Bee and wasp stings look very similar to each other: a raised, red, swollen area with a central sting point that hurts more than it itches. The key visual difference is that honeybees leave their barbed stinger embedded in your skin, visible as a tiny dark splinter at the center of the welt. Wasps, hornets, and yellow jackets have smooth stingers and don’t leave anything behind, which also means they can sting you multiple times.

A normal sting reaction causes localized pain and swelling that peaks within a day and fades over the next few. Larger local reactions can produce swelling several inches across, which is uncomfortable but still a normal inflammatory response, not necessarily an allergy.

Spider Bites

Most spider bites look like a slightly swollen red bump, sometimes with two tiny puncture marks at the center. They’re generally unremarkable and heal on their own. The exception worth knowing about is the brown recluse.

A brown recluse bite becomes red and sensitive three to eight hours after the bite, with a burning sensation. Over the first day or two, the site changes color, sometimes developing a bullseye-like pattern or turning bluish as tissue damage progresses. Between three and five days, an ulcer forms at the bite site. In severe cases, the skin around that ulcer breaks down over one to two weeks, creating a wound that can take months to fully heal. If a bite develops a dark or bluish center and seems to be getting worse rather than better over a couple of days, that’s when you want medical attention.

Scabies

Scabies looks different from typical bug bites because the mites actually burrow into your skin. The hallmark sign is tiny raised lines on the skin surface, grayish or skin-colored, that can be a centimeter or more in length. These serpentine tracks are the tunnels the mites dig as they move and lay eggs. You’ll find them most often between fingers, on wrists, around the waistline, and in other areas with thin skin.

The itching from scabies is relentless and typically worse at night. Because the tracks are subtle and the rash can look like other skin conditions, scabies is sometimes mistaken for eczema or an allergic reaction.
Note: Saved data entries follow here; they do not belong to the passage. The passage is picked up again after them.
//! Package versions.
//!
//! Versions have up to four numeric components (`major.minor.patch.revision`)
//! and an optional prerelease label introduced by the first hyphen. Build
//! metadata (anything after `+`) is accepted and discarded.
//!
//! Ordering follows semantic versioning: numeric components compare
//! numerically, a release sorts above any prerelease of the same numbers, and
//! prerelease labels compare segment by segment. Strings that fail to parse
//! can still be compared through [`compare`], which degrades to a
//! case-insensitive lexical ordering and says so in its [`Outcome`].

mod compare;
pub mod error;

pub use crate::compare::{Outcome, compare, in_range, is_prerelease, max_version, sort_versions};
use crate::error::{Error, ErrorKind, Result};
use std::cmp::Ordering;
use std::fmt::{Display, Formatter, Result as FmtResult};
use std::str::FromStr;

/// A single dot-separated segment of a prerelease label.
#[derive(Debug, Clone)]
enum Segment {
    Numeric(u64),
    Alpha(String),
}
impl Segment {
    fn parse(raw: &str) -> Option<Self> {
        if raw.is_empty() || !raw.bytes().all(|b| b.is_ascii_alphanumeric() || b == b'-') {
            return None;
        }
        // Digit runs too long for a u64 still sort sensibly as text.
        Some(match raw.bytes().all(|b| b.is_ascii_digit()) {
            true => raw.parse().map(Self::Numeric).unwrap_or_else(|_| Self::Alpha(raw.to_string())),
            false => Self::Alpha(raw.to_string()),
        })
    }
}
impl Ord for Segment {
    fn cmp(&self, other: &Self) -> Ordering {
        match (self, other) {
            (Self::Numeric(a), Self::Numeric(b)) => a.cmp(b),
            (Self::Numeric(_), Self::Alpha(_)) => Ordering::Less,
            (Self::Alpha(_), Self::Numeric(_)) => Ordering::Greater,
            (Self::Alpha(a), Self::Alpha(b)) => {
                a.bytes().map(|c| c.to_ascii_lowercase()).cmp(b.bytes().map(|c| c.to_ascii_lowercase()))
            },
        }
    }
}
impl PartialOrd for Segment {
    fn partial_cmp(&self, other: &Self) -> Option<Ordering> {
        Some(self.cmp(other))
    }
}
impl PartialEq for Segment {
    fn eq(&self, other: &Self) -> bool {
        self.cmp(other) == Ordering::Equal
    }
}
impl Eq for Segment {}
impl Display for Segment {
    fn fmt(&self, f: &mut Formatter<'_>) -> FmtResult {
        match self {
            Self::Numeric(n) => write!(f, "{n}"),
            Self::Alpha(s) => f.write_str(s),
        }
    }
}

/// A parsed package version.
///
/// Equality and ordering ignore the case of prerelease labels, so
/// `1.0.0-Beta` and `1.0.0-beta` are the same version.
#[derive(Debug, Clone)]
pub struct Version {
    pub major: u64,
    pub minor: u64,
    pub patch: u64,
    pub revision: u64,
    prerelease: Vec<Segment>,
}

impl Version {
    /// Parse a version string.
    ///
    /// ```
    /// use nupack_version::Version;
    ///
    /// assert_eq!(Version::parse("1.0").unwrap().to_string(), "1.0.0");
    /// assert_eq!(Version::parse("01.2.3.0-rc.1+sha.5").unwrap().to_string(), "1.2.3-rc.1");
    /// assert_eq!(Version::parse("1.2.3.4").unwrap().to_string(), "1.2.3.4");
    /// assert!(Version::parse("1.x").is_err());
    /// assert!(Version::parse("1.0.0-").is_err());
    /// ```
    pub fn parse(input: &str) -> Result<Self> {
        let trimmed = input.trim();
        let without_metadata = trimmed.split_once('+').map_or(trimmed, |(head, _)| head);
        if without_metadata.is_empty() {
            exn::bail!(ErrorKind::Empty);
        }
        let (numbers, label) = match without_metadata.split_once('-') {
            Some((numbers, label)) => (numbers, Some(label)),
            None => (without_metadata, None),
        };

        let components = numbers.split('.').collect::<Vec<_>>();
        if components.is_empty() || components.len() > 4 {
            exn::bail!(ErrorKind::ComponentCount(components.len()));
        }
        let mut parsed = [0u64; 4];
        for (slot, raw) in parsed.iter_mut().zip(&components) {
            if raw.is_empty() || !raw.bytes().all(|b| b.is_ascii_digit()) {
                exn::bail!(ErrorKind::InvalidNumber(raw.to_string()));
            }
            *slot = raw.parse().map_err(|_| Error::from(ErrorKind::InvalidNumber(raw.to_string())))?;
        }

        let prerelease = match label {
            None => Vec::new(),
            Some(label) => label
                .split('.')
                .map(|segment| Segment::parse(segment).ok_or_else(|| ErrorKind::InvalidLabel(label.to_string())))
                .collect::<std::result::Result<Vec<_>, _>>()?,
        };

        let [major, minor, patch, revision] = parsed;
        Ok(Self { major, minor, patch, revision, prerelease })
    }

    /// Whether this version carries a prerelease label.
    pub fn is_prerelease(&self) -> bool {
        !self.prerelease.is_empty()
    }

    /// The prerelease label as written (without the leading hyphen).
    pub fn prerelease(&self) -> Option<String> {
        match self.prerelease.is_empty() {
            true => None,
            false => Some(self.prerelease.iter().map(ToString::to_string).collect::<Vec<_>>().join(".")),
        }
    }

    /// The lowercase normalized form used in URLs and storage keys.
    pub fn to_lowercase(&self) -> String {
        self.to_string().to_lowercase()
    }

    fn numbers(&self) -> (u64, u64, u64, u64) {
        (self.major, self.minor, self.patch, self.revision)
    }
}

impl FromStr for Version {
    type Err = Error;
    fn from_str(s: &str) -> Result<Self> {
        Self::parse(s)
    }
}

impl Display for Version {
    /// Normalized form: three components, a fourth only when non-zero, then
    /// the prerelease label. Build metadata is never included.
    fn fmt(&self, f: &mut Formatter<'_>) -> FmtResult {
        write!(f, "{}.{}.{}", self.major, self.minor, self.patch)?;
        if self.revision != 0 {
            write!(f, ".{}", self.revision)?;
        }
        if let Some(label) = self.prerelease() {
            write!(f, "-{label}")?;
        }
        Ok(())
    }
}

impl Ord for Version {
    fn cmp(&self, other: &Self) -> Ordering {
        self.numbers().cmp(&other.numbers()).then_with(|| {
            match (self.prerelease.is_empty(), other.prerelease.is_empty()) {
                (true, true) => Ordering::Equal,
                // A release outranks every prerelease of the same numbers.
                (true, false) => Ordering::Greater,
                (false, true) => Ordering::Less,
                // Lexicographic over segments: a shorter label that is a
                // prefix of a longer one sorts first.
                (false, false) => self.prerelease.cmp(&other.prerelease),
            }
        })
    }
}
impl PartialOrd for Version {
    fn partial_cmp(&self, other: &Self) -> Option<Ordering> {
        Some(self.cmp(other))
    }
}
impl PartialEq for Version {
    fn eq(&self, other: &Self) -> bool {
        self.cmp(other) == Ordering::Equal
    }
}
impl Eq for Version {}

#[cfg(test)]
mod tests {
    use super::*;
    use rstest::rstest;

    #[rstest]
    #[case("1", "1.0.0")]
    #[case("1.0", "1.0.0")]
    #[case("1.0.0", "1.0.0")]
    #[case("1.0.0.0", "1.0.0")]
    #[case("1.0.0.7", "1.0.0.7")]
    #[case("001.002.003", "1.2.3")]
    #[case(" 2.0.0-beta ", "2.0.0-beta")]
    #[case("2.0.0-Beta.01", "2.0.0-Beta.1")]
    #[case("1.0.0+build.42", "1.0.0")]
    #[case("1.0.0-rc-1+build", "1.0.0-rc-1")]
    fn test_normalized(#[case] input: &str, #[case] expected: &str) {
        assert_eq!(Version::parse(input).unwrap().to_string(), expected);
    }

    #[rstest]
    #[case("")]
    #[case("   ")]
    #[case("+meta")]
    #[case("1.2.3.4.5")]
    #[case("a.b.c")]
    #[case("1..0")]
    #[case("1.0.0-")]
    #[case("1.0.0-beta..1")]
    #[case("1.0.0-beta_1")]
    #[case("99999999999999999999999.0")]
    fn test_invalid(#[case] input: &str) {
        assert!(Version::parse(input).is_err(), "{input:?} should not parse");
    }

    #[rstest]
    #[case("1.0.0", "2.0.0", Ordering::Less)]
    #[case("1.10.0", "1.9.0", Ordering::Greater)]
    #[case("1.0.0.1", "1.0.0", Ordering::Greater)]
    #[case("1.0", "1.0.0.0", Ordering::Equal)]
    #[case("1.0.0-beta", "1.0.0", Ordering::Less)]
    #[case("2.0.0-beta", "1.0.0", Ordering::Greater)]
    #[case("1.0.0-alpha", "1.0.0-beta", Ordering::Less)]
    #[case("1.0.0-BETA", "1.0.0-beta", Ordering::Equal)]
    #[case("1.0.0-beta.2", "1.0.0-beta.10", Ordering::Less)]
    #[case("1.0.0-beta", "1.0.0-beta.1", Ordering::Less)]
    #[case("1.0.0-1", "1.0.0-alpha", Ordering::Less)]
    #[case("1.0.0-rc.1", "1.0.0-beta.11", Ordering::Greater)]
    fn test_ordering(#[case] a: &str, #[case] b: &str, #[case] expected: Ordering) {
        let a = Version::parse(a).unwrap();
        let b = Version::parse(b).unwrap();
        assert_eq!(a.cmp(&b), expected);
        assert_eq!(b.cmp(&a), expected.reverse());
    }

    #[test]
    fn test_prerelease_label() {
        let version = Version::parse("3.1.0-preview.2+abc").unwrap();
        assert!(version.is_prerelease());
        assert_eq!(version.prerelease().as_deref(), Some("preview.2"));
        assert!(!Version::parse("3.1.0").unwrap().is_prerelease());
    }

    #[test]
    fn test_lowercase() {
        assert_eq!(Version::parse("1.0.0-RC.1").unwrap().to_lowercase(), "1.0.0-rc.1");
    }

    #[test]
    fn test_error_kind() {
        let err = Version::parse("1.2.3.4.5").unwrap_err();
        assert_eq!(*err, ErrorKind::ComponentCount(5));
        let err = Version::parse("1.0.0-").unwrap_err();
        assert!(matches!(&*err, ErrorKind::InvalidLabel(_)));
    }
}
The burrow lines, if you can spot them, are the distinguishing feature.

Bug Bites vs. Hives

Hives are one of the most common things mistaken for bug bites. Both produce raised, itchy welts. But they behave differently in ways that are easy to spot once you know what to look for.

Bug bites stay in one place. They appear where you were bitten, worsen gradually, and take several days to heal. They often have a small central hole or dark center at the sting or bite point. Hives, on the other hand, shift around. Individual welts appear and disappear within 24 hours, often moving to new areas of the body. If you press the center of a hive, the skin turns pale (blanching), which doesn’t happen with bites. Hives can also change shape and size, merging into larger patches, while a bug bite holds its shape as it heals.

Signs a Bite Needs Attention

Large local reactions to bites and stings are frequently mistaken for bacterial skin infections. A bite that swells, turns red, and feels warm can look alarming but still be a normal inflammatory response. The most useful clue is timing: a normal reaction starts within hours of the bite and improves steadily. An infection typically develops days later, after the initial reaction has already peaked, and brings worsening redness, increasing pain, warmth that spreads outward, and sometimes fever.

Expanding redness with a visible border that creeps outward, red streaking away from the bite, pus, or a fever developing days after the bite are the signs that suggest something beyond a normal reaction. A bite that simply looks angry on day one is almost always your immune system doing its job.